Full details of these steps (including the exact commands and reference panels used) can be found in the separate README in the run_ldsc folder.

Note that a mirror of the results files used to generate these genetic correlation results can be found on the Nealelab website, shoud you want to regenerate or check the results for yourself!

The resulting large files consisting of all the results can be found in this repository in the results folder.

Creating the website

Creating the website consists of two main components:

  1. The static website
  2. The shiny app which allows for interactive exploration of the results.

Unfortunately, in both cases the resultant files were too large to be hosted on github, so we host them on the hail website, but include all the code used to generate them here.

In the website, we restrict our attention to those phenotypes that were the most heritable and for which we have phenotypic correlation information. This is defined by looking into the file at h2_results/ukb31063_topline_h2_4203.tsv and defining significant phenotypes as those that have medium or high confidence and for whom the significance of $h^2$ is z4 or z7 - please see our heritability results for full details of the meaning of each of these metrics.

To do this, we use the script at scripts/restrict_to_significant.r. This generates a much smaller .tsv file which is found at r2_results/geno_correlation_sig.r2 that can be read in quickly, data accessed and displayed on our website.

Plotting correlation matrices and dimensionality reductions

  1. Correlation matrix between all the significantly heritable phenotypes.
  2. Correlation matrix between all the significantly heritable phenotypes and ordered using hclust.

For the following dimensionality reduction plots we also sought to colour categories of phenotypes and determine whether they cluster together.

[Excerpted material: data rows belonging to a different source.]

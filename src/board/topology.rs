//! Runtime topology: the loaded, validated form of a variant map.
//!
//! A `Topology` owns the province and power registries, the full adjacency
//! index, the alias lexicon the parser consults, and the phase sequence.
//! It is immutable once loaded and is shared across games behind an `Arc`.
//!
//! Adjacency is held two ways: a directed entry list sorted by source
//! province for coast-exact queries, and a dense per-pair bit table for the
//! province-level reachability checks adjudication hammers on.

use std::collections::{HashMap, HashSet};

use thiserror::Error;
use tracing::warn;

use super::order::OrderKeyword;
use super::phase::{PhaseKind, PhaseMarker, PhaseSequence, SeqEntry};
use super::province::{Coast, PowerId, PowerMeta, ProvinceId, ProvinceMeta, Terrain};
use super::unit::UnitKind;
use super::variant::{SeqDecl, VariantSpec};

/// Fatal problems constructing a topology.
#[derive(Debug, Clone, PartialEq, Eq, Error)]
pub enum MapFormatError {
    #[error("no provinces declared")]
    EmptyMap,
    #[error("duplicate province code `{0}`")]
    DuplicateProvince(String),
    #[error("duplicate power name `{0}`")]
    DuplicatePower(String),
    #[error("name `{0}` refers to more than one thing")]
    AliasCollision(String),
    #[error("unknown province `{code}` in {context}")]
    UnknownProvince { code: String, context: String },
    #[error("coast {coast:?} is not valid for `{code}` in {context}")]
    BadCoast {
        code: String,
        coast: Coast,
        context: String,
    },
    #[error("phase sequence has no playable entry")]
    NoPlayablePhase,
    #[error("strict load rejected {count} validation finding(s), first: {first}")]
    Strict { count: usize, first: TopologyWarning },
}

/// Non-fatal validation findings. Kept on the topology and logged; a
/// strict load turns them into [`MapFormatError::Strict`].
#[derive(Debug, Clone, PartialEq, Eq, Error)]
pub enum TopologyWarning {
    #[error("adjacency {from} -> {to} has no matching reverse entry")]
    OneWayAdjacency { from: String, to: String },
    #[error("only {0} power(s) declared")]
    FewerThanTwoPowers(usize),
    #[error("home center `{center}` claimed by both {first} and {second}")]
    SharedHomeCenter {
        center: String,
        first: String,
        second: String,
    },
    #[error("{power} starting {kind:?} cannot stand in `{code}`")]
    BadStartingUnit {
        power: String,
        kind: UnitKind,
        code: String,
    },
    #[error("more than one starting unit placed in `{0}`")]
    DuplicateStartingUnit(String),
}

/// A single directed adjacency between two provinces.
#[derive(Debug, Clone, Copy)]
pub struct AdjacencyEntry {
    pub from: ProvinceId,
    pub from_coast: Coast,
    pub to: ProvinceId,
    pub to_coast: Coast,
    pub army_ok: bool,
    pub fleet_ok: bool,
}

/// How an order references a destination, for reachability queries.
#[derive(Debug, Clone, Copy, PartialEq, Eq)]
pub enum OrderClass {
    /// Moving there; coast-exact rules apply at the detailed level.
    Move,
    /// Supporting into it; any coast of the destination counts.
    Support,
    /// Carrying a convoy through it; water provinces only.
    Convoy,
}

/// What a recognized name resolves to in the lexicon.
#[derive(Debug, Clone, Copy, PartialEq, Eq)]
pub enum AliasTarget {
    Province(ProvinceId),
    Power(PowerId),
    Coast(Coast),
    Unit(UnitKind),
    Keyword(OrderKeyword),
}

// Bit layout of the dense reachability table.
const ARMY_MOVE: u8 = 1 << 0;
const FLEET_MOVE: u8 = 1 << 1;
const ARMY_SUPPORT: u8 = 1 << 2;
const FLEET_SUPPORT: u8 = 1 << 3;
const FLEET_CONVOY: u8 = 1 << 4;

/// The loaded, validated form of a variant map.
#[derive(Debug)]
pub struct Topology {
    name: String,
    victory: Vec<u16>,
    provinces: Vec<ProvinceMeta>,
    powers: Vec<PowerMeta>,
    lexicon: HashMap<String, AliasTarget>,
    max_alias_words: usize,
    power_by_name: HashMap<String, PowerId>,
    entries: Vec<AdjacencyEntry>,
    offsets: Vec<(u32, u32)>,
    reach: Vec<u8>,
    seq: PhaseSequence,
    warnings: Vec<TopologyWarning>,
}
//! Province and power registries.
//!
//! Provinces and powers are runtime data owned by a
//! [`Topology`](super::topology::Topology) rather than compile-time enums,
//! so arbitrary variant maps can load. Everything else in the crate refers
//! to them through the dense indices defined here.

use serde::{Deserialize, Serialize};

use super::unit::UnitKind;

/// Dense index of a province within its topology.
#[derive(Debug, Clone, Copy, PartialEq, Eq, Hash, PartialOrd, Ord, Serialize, Deserialize)]
pub struct ProvinceId(pub u16);

impl ProvinceId {
    pub const fn index(self) -> usize {
        self.0 as usize
    }
}

/// Dense index of a power within its topology.
#[derive(Debug, Clone, Copy, PartialEq, Eq, Hash, PartialOrd, Ord, Serialize, Deserialize)]
pub struct PowerId(pub u8);

impl PowerId {
    pub const fn index(self) -> usize {
        self.0 as usize
    }
}

/// Terrain class of a province.
#[derive(Debug, Clone, Copy, PartialEq, Eq, Hash, Serialize, Deserialize)]
pub enum Terrain {
    /// Landlocked; armies only.
    Inland,
    /// Land with a coastline; armies and fleets.
    Coastal,
    /// Open sea; fleets only.
    Water,
    /// Map decoration no unit may enter.
    Impassable,
}

impl Terrain {
    /// Whether a unit of the given kind may occupy this terrain at all.
    pub const fn allows(self, kind: UnitKind) -> bool {
        match self {
            Terrain::Inland => matches!(kind, UnitKind::Army),
            Terrain::Coastal => true,
            Terrain::Water => matches!(kind, UnitKind::Fleet),
            Terrain::Impassable => false,
        }
    }
}

/// Coast specifier for split-coast provinces.
#[derive(
    Debug, Clone, Copy, PartialEq, Eq, Hash, Default, PartialOrd, Ord, Serialize, Deserialize,
)]
pub enum Coast {
    /// No coast distinction; the ordinary case.
    #[default]
    None,
    North,
    East,
    South,
    West,
}

impl Coast {
    /// Returns the 2-letter abbreviation (empty string for None).
    pub const fn abbr(self) -> &'static str {
        match self {
            Coast::None => "",
            Coast::North => "nc",
            Coast::South => "sc",
            Coast::East => "ec",
            Coast::West => "wc",
        }
    }

    /// Parses a coast from its 2-letter abbreviation.
    pub fn from_abbr(s: &str) -> Option<Coast> {
        match s {
            "" => Some(Coast::None),
            "nc" => Some(Coast::North),
            "sc" => Some(Coast::South),
            "ec" => Some(Coast::East),
            "wc" => Some(Coast::West),
            _ => Option::None,
        }
    }
}

/// Registry metadata for one province.
#[derive(Debug, Clone)]
pub struct ProvinceMeta {
    /// Canonical lowercase short code ("stp").
    pub code: String,
    /// Full display name ("St Petersburg").
    pub name: String,
    pub terrain: Terrain,
    /// Named coasts for split-coast provinces, empty otherwise.
    pub coasts: Vec<Coast>,
    pub is_supply_center: bool,
    /// Additional lookup names beyond the code and display name.
    pub aliases: Vec<String>,
}

impl ProvinceMeta {
    /// True if fleet positions here must name a coast.
    pub fn is_split_coast(&self) -> bool {
        !self.coasts.is_empty()
    }

    /// Whether `coast` is a valid coast value for this province.
    pub fn coast_valid(&self, coast: Coast) -> bool {
        if self.coasts.is_empty() {
            coast == Coast::None
        } else {
            coast == Coast::None || self.coasts.contains(&coast)
        }
    }
}

/// Registry metadata for one power.
#[derive(Debug, Clone)]
pub struct PowerMeta {
    /// Display name ("England").
    pub name: String,
    /// Single-letter tag for compact listings.
    pub initial: char,
    /// Centers where this power may build.
    pub home_centers: Vec<ProvinceId>,
    /// Centers owned at game start; usually the homes.
    pub initial_centers: Vec<ProvinceId>,
    /// Units on the board at game start.
    pub initial_units: Vec<(UnitKind, ProvinceId, Coast)>,
}

#[cfg(test)]
mod tests {
    use super::*;

    #[test]
    fn terrain_unit_legality() {
        assert!(Terrain::Inland.allows(UnitKind::Army));
        assert!(!Terrain::Inland.allows(UnitKind::Fleet));
        assert!(Terrain::Coastal.allows(UnitKind::Army));
        assert!(Terrain::Coastal.allows(UnitKind::Fleet));
        assert!(!Terrain::Water.allows(UnitKind::Army));
        assert!(Terrain::Water.allows(UnitKind::Fleet));
        assert!(!Terrain::Impassable.allows(UnitKind::Army));
        assert!(!Terrain::Impassable.allows(UnitKind::Fleet));
    }

    #[test]
    fn coast_abbr_roundtrip() {
        for c in [Coast::None, Coast::North, Coast::South, Coast::East, Coast::West] {
            assert_eq!(Coast::from_abbr(c.abbr()), Some(c));
        }
        assert_eq!(Coast::from_abbr("xc"), None);
    }

    #[test]
    fn coast_validity_against_meta() {
        let plain = ProvinceMeta {
            code: "ber".into(),
            name: "Berlin".into(),
            terrain: Terrain::Coastal,
            coasts: vec![],
            is_supply_center: true,
            aliases: vec![],
        };
        assert!(plain.coast_valid(Coast::None));
        assert!(!plain.coast_valid(Coast::North));

        let split = ProvinceMeta {
            code: "stp".into(),
            name: "St Petersburg".into(),
            terrain: Terrain::Coastal,
            coasts: vec![Coast::North, Coast::South],
            is_supply_center: true,
            aliases: vec![],
        };
        assert!(split.is_split_coast());
        assert!(split.coast_valid(Coast::North));
        assert!(split.coast_valid(Coast::South));
        assert!(!split.coast_valid(Coast::East));
        // Army positions in a split-coast province carry no coast.
        assert!(split.coast_valid(Coast::None));
    }
}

To do this we run the script scripts/phenotype_categories_to_merge.r. In this small script, we read in the data dictionary file supplied by UK Biobank (and included in the repository at inputs/Data_Dictionary_Showcase.csv), and consider the second level and final level of the Path column, and save the result to disk as Fields_and_categories.tsv. These are then merged in to define colours in the following plots.

  1. PCA of the correlations of the significantly heritable phenotypes.
  2. Diffusion map of the correlations of the significantly heritable phenotypes.
  3. UMAP of the correlations of the significantly heritable phenotypes.

Filling out the information for all of the significantly heritable phenotypes

To do this we first create an Rdata file containing all the information required for plotting and tables. This is essentially identical to ../r2_results/geno_correlation_sig.r2 but we include the upper diagonal of the corresponding correlation matrix that this represents to ensure that the phenotype columns contain all the phenotypes in the various tables that are produced.

This Rdata file is generated using the script at scripts/generate_r2_results_Rdata.r.

Using this Rdata file we then generate all of the phenotype specific pages.

A template of the file used can be found at site/r2_phenotype_template.Rmd. We then loop over all phenotypes, using the script scripts/render_site.r. This script first renders all of the summary plots and then loops over each of the individual phenotypes.

Creating the interactive table using the R package shiny

The final step is to then create the interactive table. To do this we use shiny in combination with the DT package in R. The DT package is a wrapper for certain functionality of the powerful DataTables package in javascript.

To generate the webpage, simply open R, ensure that the working directory is the full_data_shiny_app folder of this repository, load the shiny library and run runApp().

To then deploy the website, we first set up an account at shinyapps.io. Once that is done, you can run deployapp() from the rsconnect library.